[Aim of the task] Beginning with the first line, copy out each line of the material until the line containing "pub async fn list_asignaturas(request: HttpRequest)" has been copied as well.

[Available data]
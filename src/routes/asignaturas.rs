use actix_web::{HttpRequest, HttpResponse, Result as ActixResult, web};
use once_cell::sync::Lazy;

use crate::middlewares;
use crate::models::asignaturas::requests::CreateAsignaturaRequest;
use crate::models::users::entities::UserRole;
use crate::services::AsignaturaService;

static ASIGNATURA_SERVICE: Lazy<AsignaturaService> = Lazy::new(AsignaturaService::new_lazy);

pub async fn create_asignatura(
    req: HttpRequest,
    asignatura_data: web::Json<CreateAsignaturaRequest>,
) -> ActixResult<HttpResponse> {
    ASIGNATURA_SERVICE
        .create_asignatura(asignatura_data.into_inner(), &req)
        .await
}

pub async fn list_asignaturas(request: HttpRequest) -> ActixResult<HttpResponse> {
    ASIGNATURA_SERVICE.list_asignaturas(&request).await
}

pub fn configure_asignatura_routes(cfg: &mut web::ServiceConfig) {
    cfg.service(
        web::scope("/api/v1/asignaturas")
            .wrap(middlewares::RequireJWT)
            .route(
                "",
                web::get()
                    .to(list_asignaturas)
                    .wrap(middlewares::RequireRole::new_any(UserRole::teaching_roles())),
            )
            .route(
                "",
                web::post()
                    .to(create_asignatura)
                    .wrap(middlewares::RequireRole::new_any(UserRole::staff_roles())),
            ),
    );
}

[Written solution]
filename src/routes/asignaturas.rs
use actix_web::{HttpRequest, HttpResponse, Result as ActixResult, web};
use once_cell::sync::Lazy;

use crate::middlewares;
use crate::models::asignaturas::requests::CreateAsignaturaRequest;
use crate::models::users::entities::UserRole;
use crate::services::AsignaturaService;

static ASIGNATURA_SERVICE: Lazy<AsignaturaService> = Lazy::new(AsignaturaService::new_lazy);

pub async fn create_asignatura(
    req: HttpRequest,
    asignatura_data: web::Json<CreateAsignaturaRequest>,
) -> ActixResult<HttpResponse> {
    ASIGNATURA_SERVICE
        .create_asignatura(asignatura_data.into_inner(), &req)
        .await
}

pub async fn list_asignaturas(request: HttpRequest) -> ActixResult<HttpResponse> {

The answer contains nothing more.